Autobiografische Erzählung

Marc Frangipane

Copyright: © 2021 Marc Frangipane

Lektorat: Erik Kinting / www.buchlektorat.net

Covergestaltung: Erik Kinting

Published by epubli

www.epubli.de

Ein Service der neopubli GmbH, Berlin

Alle Rechte vorbehalten. Das Werk ist urheberrechtlich geschützt. Jede Verwendung, die über den Rahmen des Zitatrechtes bei korrekter vollständiger Quellenangabe hinausgeht, ist honorarpflichtig und bedarf der schriftlichen Genehmigung des Autors.

Nicht mehr besetzt

05362 655 – Ich wählte die Telefonnummer, obwohl ich wusste, dass niemand am anderen Ende ans Telefon gehen würde.

»Dieser Anschluss ist zur Zeit nicht besetzt. Versuchen Sie es später noch einmal.«

Ich legte auf und dachte darüber nach, wie oft ich diese Nummer in meinem Leben wohl gewählt hatte: in den letzten Monaten, in den letzten Jahren. Diese Telefonnummer war eine der wenigen, die ich sogar im Halbschlaf hätte auswendig aufsagen können. Vermutlich war es die erste, die ich kannte, die ich schon während Klassenfahrten auf langen Fluren in Landschulheimen gewählt hatte oder in Telefonzellen, nachdem ich von zu Hause ausgezogen war und noch keinen eigenen Telefonanschluss hatte. Immer wenn ich nach dem Wochenende wieder in meiner kleinen Wohnung war, wählte ich diese Nummer: »Bin wieder gut angekommen.« Häufig waren es nur wenige kurze Sätze, aber der Anruf war ein Ritual.

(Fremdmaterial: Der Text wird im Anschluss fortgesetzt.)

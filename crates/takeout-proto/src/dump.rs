//! In-memory dump model

use std::fmt;
use std::str::FromStr;

use serde::{Deserialize, Serialize};

use crate::error::{ProtoError, ProtoResult};
use crate::value::Value;

/// One exported row, tagged with its originating table
#[derive(Debug, Clone, PartialEq)]
pub struct DumpRecord {
    pub table: String,
    /// Column names in the order the store returned them
    pub columns: Vec<String>,
    /// Values, index-aligned with `columns`
    pub values: Vec<Value>,
}

impl DumpRecord {
    pub fn new(table: impl Into<String>, columns: Vec<String>, values: Vec<Value>) -> Self {
        Self {
            table: table.into(),
            columns,
            values,
        }
    }

    /// Look up a value by column name
    pub fn get(&self, column: &str) -> Option<&Value> {
        self.columns
            .iter()
            .position(|c| c == column)
            .and_then(|i| self.values.get(i))
    }
}

#[derive(Debug, Clone, PartialEq)]
pub enum DumpEntry {
    Row(DumpRecord),
    /// Inline diagnostic (skipped table, per-table failure)
    Comment(String),
}

/// Ordered sequence of rows and diagnostics for one export request
#[derive(Debug, Clone, Default, PartialEq)]
pub struct Dump {
    pub entries: Vec<DumpEntry>,
}

impl Dump {
    pub fn new() -> Self {
        Self::default()
    }

    pub fn push_row(&mut self, record: DumpRecord) {
        self.entries.push(DumpEntry::Row(record));
    }

    pub fn push_comment(&mut self, comment: impl Into<String>) {
        self.entries.push(DumpEntry::Comment(comment.into()));
    }

    pub fn rows(&self) -> impl Iterator<Item = &DumpRecord> {
        self.entries.iter().filter_map(|e| match e {
            DumpEntry::Row(r) => Some(r),
            DumpEntry::Comment(_) => None,
        })
    }

    pub fn comments(&self) -> impl Iterator<Item = &str> {
        self.entries.iter().filter_map(|e| match e {
            DumpEntry::Comment(c) => Some(c.as_str()),
            DumpEntry::Row(_) => None,
        })
    }

    /// Rows belonging to one table
    pub fn rows_for<'a>(&'a self, table: &'a str) -> impl Iterator<Item = &'a DumpRecord> + 'a {
        self.rows().filter(move |r| r.table == table)
    }

    pub fn is_empty(&self) -> bool {
        self.entries.is_empty()
    }

    /// Serialize with the given format
    pub fn encode(&self, format: DumpFormat) -> ProtoResult<Vec<u8>> {
        match format {
            DumpFormat::Sql => Ok(crate::sql::to_sql(self).into_bytes()),
            DumpFormat::Json => crate::json::to_json(self),
        }
    }

    /// Parse bytes produced by [`Dump::encode`]
    pub fn decode(bytes: &[u8], format: DumpFormat) -> ProtoResult<Self> {
        match format {
            DumpFormat::Sql => {
                let text = std::str::from_utf8(bytes)
                    .map_err(|e| ProtoError::InvalidFormat(e.to_string()))?;
                crate::sql::parse_sql(text)
            }
            DumpFormat::Json => crate::json::parse_json(bytes),
        }
    }
}

/// Payload serialization format
#[derive(Debug, Clone, Copy, PartialEq, Eq, Default, Serialize, Deserialize)]
#[serde(rename_all = "lowercase")]
pub enum DumpFormat {
    #[default]
    Sql,
    Json,
}

impl DumpFormat {
    /// File extension used for archive member names
    pub fn extension(&self) -> &'static str {
        match self {
            DumpFormat::Sql => "sql",
            DumpFormat::Json => "json",
        }
    }

    /// Guess the format from a member name such as `bob_export.sql.gpg`
    pub fn from_member_name(name: &str) -> Option<Self> {
        let stem = name
            .strip_suffix(".gpg")
            .or_else(|| name.strip_suffix(".asc"))
            .unwrap_or(name);
        if stem.ends_with(".sql") {
            Some(DumpFormat::Sql)
        } else if stem.ends_with(".json") {
            Some(DumpFormat::Json)
        } else {
            None
        }
    }
}

impl fmt::Display for DumpFormat {
    fn fmt(&self, f: &mut fmt::Formatter<'_>) -> fmt::Result {
        f.write_str(self.extension())
    }
}

impl FromStr for DumpFormat {
    type Err = ProtoError;

    fn from_str(s: &str) -> Result<Self, Self::Err> {
        match s.to_lowercase().as_str() {
            "sql" => Ok(DumpFormat::Sql),
            "json" => Ok(DumpFormat::Json),
            other => Err(ProtoError::InvalidFormat(format!(
                "Unknown dump format: {other}"
            ))),
        }
    }
}
use axum::{Json, extract::State};
use serde::Serialize;

use crate::state::AppState;

#[derive(Serialize)]
pub struct HealthResponse {
    pub status: &'static str,
    pub version: &'static str,
    pub backend: String,
    pub mode: String,
}

pub async fn health_check(State(state): State<AppState>) -> Json<HealthResponse> {
    Json(HealthResponse {
        status: "ok",
        version: env!("CARGO_PKG_VERSION"),
        backend: state.backend.kind().to_string(),
        mode: state.sealer.mode().to_string(),
    })
}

Während sich meine Telefonnummer anfangs alle zwei bis drei Jahre änderte, weil ich umzog, blieb die Nummer meiner Mutter stets dieselbe. – Doch nun gab es sie nicht mehr. Der Anschluss wurde gekündigt.

Nur wenige Wochen vorher hockte ich in einer schmalen Abseite auf dem Dachboden meines Elternhauses. Mit meiner Handy-Taschenlampe leuchtete ich in die Kartons, die dort herumstanden und in die bestimmt seit 30 Jahren niemand mehr gesehen hatte. Es waren alte Schulzeugnisse, ein Mutterpass (ich wusste bis dahin gar nicht, dass es so etwas gab), alte Schulaufsätze und Tapetenrollen, die hier offensichtlich als Ersatz gelagert wurden, für den Fall, dass mal irgendein Stück Tapete ausgewechselt werden musste; allerdings gab es viele dieser Tapeten gar nicht mehr, sie wurden längst übertapeziert. Sie hat wirklich nichts umkommen lassen, dachte ich und musste dabei lächeln. In einem Karton fand ich meine Kinderzimmertapete: Bäume, in denen bunte Vögel sitzen, alles gezeichnet. Irgendwann wurde auch diese Tapete mit einer neutraleren überklebt, weil mir das Muster ab einem bestimmten Alter peinlich war. Nun sah ich diese Tapete nach Jahrzehnten zum ersten Mal wieder und nahm ein Stück davon mit. Es hängt jetzt gerahmt in meiner Wohnung, die einzige Erinnerung an mein Kinderzimmer.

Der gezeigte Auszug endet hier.